(Exercise description) Set down the records that follow in full and without changes.

(Stored data entries)
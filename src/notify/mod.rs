// Operator notifications: fire-and-forget, failures are logged only
use async_trait::async_trait;
use reqwest::Client;
use serde::Serialize;
use std::time::Duration;
use tokio::sync::Mutex;

const TELEGRAM_API_BASE: &str = "https://api.telegram.org";

#[async_trait]
pub trait Notifier: Send + Sync {
    /// Deliver a message. Never fails from the caller's point of view.
    async fn notify(&self, message: &str);
}

/// Writes notifications to the tracing output
#[derive(Debug, Clone, Default)]
pub struct LogNotifier;

#[async_trait]
impl Notifier for LogNotifier {
    async fn notify(&self, message: &str) {
        tracing::info!("📣 {}", message);
    }
}

#[derive(Serialize)]
struct SendMessage<'a> {
    chat_id: &'a str,
    text: &'a str,
}

/// Telegram Bot API `sendMessage` notifier
#[derive(Clone)]
pub struct TelegramNotifier {
    client: Client,
    base_url: String,
    token: String,
    chat_id: String,
}

impl TelegramNotifier {
    pub fn new(token: impl Into<String>, chat_id: impl Into<String>) -> anyhow::Result<Self> {
        Self::with_base_url(TELEGRAM_API_BASE, token, chat_id)
    }

    /// Point the notifier at another API host (used against mock servers)
    pub fn with_base_url(
        base_url: impl Into<String>,
        token: impl Into<String>,
        chat_id: impl Into<String>,
    ) -> anyhow::Result<Self> {
        let client = Client::builder()
            .timeout(Duration::from_secs(10))
            .build()
            .map_err(|e| anyhow::anyhow!("Failed to build HTTP client: {}", e))?;

        Ok(Self {
            client,
            base_url: base_url.into().trim_end_matches('/').to_string(),
            token: token.into(),
            chat_id: chat_id.into(),
        })
    }

    async fn send(&self, message: &str) -> anyhow::Result<()> {
        let url = format!("{}/bot{}/sendMessage", self.base_url, self.token);
        let response = self
            .client
            .post(&url)
            .json(&SendMessage {
                chat_id: &self.chat_id,
                text: message,
            })
            .send()
            .await?;

        let status = response.status();
        if !status.is_success() {
            let body = response
                .text()
                .await
                .unwrap_or_else(|_| "Unknown error".to_string());
            anyhow::bail!("Telegram API error ({}): {}", status, body);
        }
        Ok(())
    }
}

#[async_trait]
impl Notifier for TelegramNotifier {
    async fn notify(&self, message: &str) {
        tracing::info!("📣 {}", message);
        if let Err(e) = self.send(message).await {
            tracing::warn!("Failed to deliver Telegram notification: {}", e);
        }
    }
}

/// Keeps every message in memory, for tests and dry runs
#[derive(Debug, Default)]
pub struct MemoryNotifier {
    messages: Mutex<Vec<String>>,
}

impl MemoryNotifier {
    pub fn new() -> Self {
        Self::default()
    }

    pub async fn messages(&self) -> Vec<String> {
        self.messages.lock().await.clone()
    }

    pub async fn contains(&self, needle: &str) -> bool {
        self.messages.lock().await.iter().any(|m| m.contains(needle))
    }
}

#[async_trait]
impl Notifier for MemoryNotifier {
    async fn notify(&self, message: &str) {
        self.messages.lock().await.push(message.to_string());
    }
}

(Exercise response)
filename src/notify/mod.rs
// Operator notifications: fire-and-forget, failures are logged only
use async_trait::async_trait;
use reqwest::Client;
use serde::Serialize;
use std::time::Duration;
use tokio::sync::Mutex;

const TELEGRAM_API_BASE: &str = "https://api.telegram.org";

#[async_trait]
pub trait Notifier: Send + Sync {
    /// Deliver a message. Never fails from the caller's point of view.
    async fn notify(&self, message: &str);
}

/// Writes notifications to the tracing output
#[derive(Debug, Clone, Default)]
pub struct LogNotifier;

#[async_trait]
impl Notifier for LogNotifier {
    async fn notify(&self, message: &str) {
        tracing::info!("📣 {}", message);
    }
}

#[derive(Serialize)]
struct SendMessage<'a> {
    chat_id: &'a str,
    text: &'a str,
}

/// Telegram Bot API `sendMessage` notifier
#[derive(Clone)]
pub struct TelegramNotifier {
    client: Client,
    base_url: String,
    token: String,
    chat_id: String,
}

impl TelegramNotifier {
    pub fn new(token: impl Into<String>, chat_id: impl Into<String>) -> anyhow::Result<Self> {
        Self::with_base_url(TELEGRAM_API_BASE, token, chat_id)
    }

    /// Point the notifier at another API host (used against mock servers)
    pub fn with_base_url(
        base_url: impl Into<String>,
        token: impl Into<String>,
        chat_id: impl Into<String>,
    ) -> anyhow::Result<Self> {
        let client = Client::builder()
            .timeout(Duration::from_secs(10))
            .build()
            .map_err(|e| anyhow::anyhow!("Failed to build HTTP client: {}", e))?;

        Ok(Self {
            client,
            base_url: base_url.into().trim_end_matches('/').to_string(),
            token: token.into(),
            chat_id: chat_id.into(),
        })
    }

    async fn send(&self, message: &str) -> anyhow::Result<()> {
        let url = format!("{}/bot{}/sendMessage", self.base_url, self.token);
        let response = self
            .client
            .post(&url)
            .json(&SendMessage {
                chat_id: &self.chat_id,
                text: message,
            })
            .send()
            .await?;

        let status = response.status();
        if !status.is_success() {
            let body = response
                .text()
                .await
                .unwrap_or_else(|_| "Unknown error".to_string());
            anyhow::bail!("Telegram API error ({}): {}", status, body);
        }
        Ok(())
    }
}

#[async_trait]
impl Notifier for TelegramNotifier {
    async fn notify(&self, message: &str) {
        tracing::info!("📣 {}", message);
        if let Err(e) = self.send(message).await {
            tracing::warn!("Failed to deliver Telegram notification: {}", e);
        }
    }
}

/// Keeps every message in memory, for tests and dry runs
#[derive(Debug, Default)]
pub struct MemoryNotifier {
    messages: Mutex<Vec<String>>,
}

impl MemoryNotifier {
    pub fn new() -> Self {
        Self::default()
    }

    pub async fn messages(&self) -> Vec<String> {
        self.messages.lock().await.clone()
    }

    pub async fn contains(&self, needle: &str) -> bool {
        self.messages.lock().await.iter().any(|m| m.contains(needle))
    }
}

#[async_trait]
impl Notifier for MemoryNotifier {
    async fn notify(&self, message: &str) {
        self.messages.lock().await.push(message.to_string());
    }
}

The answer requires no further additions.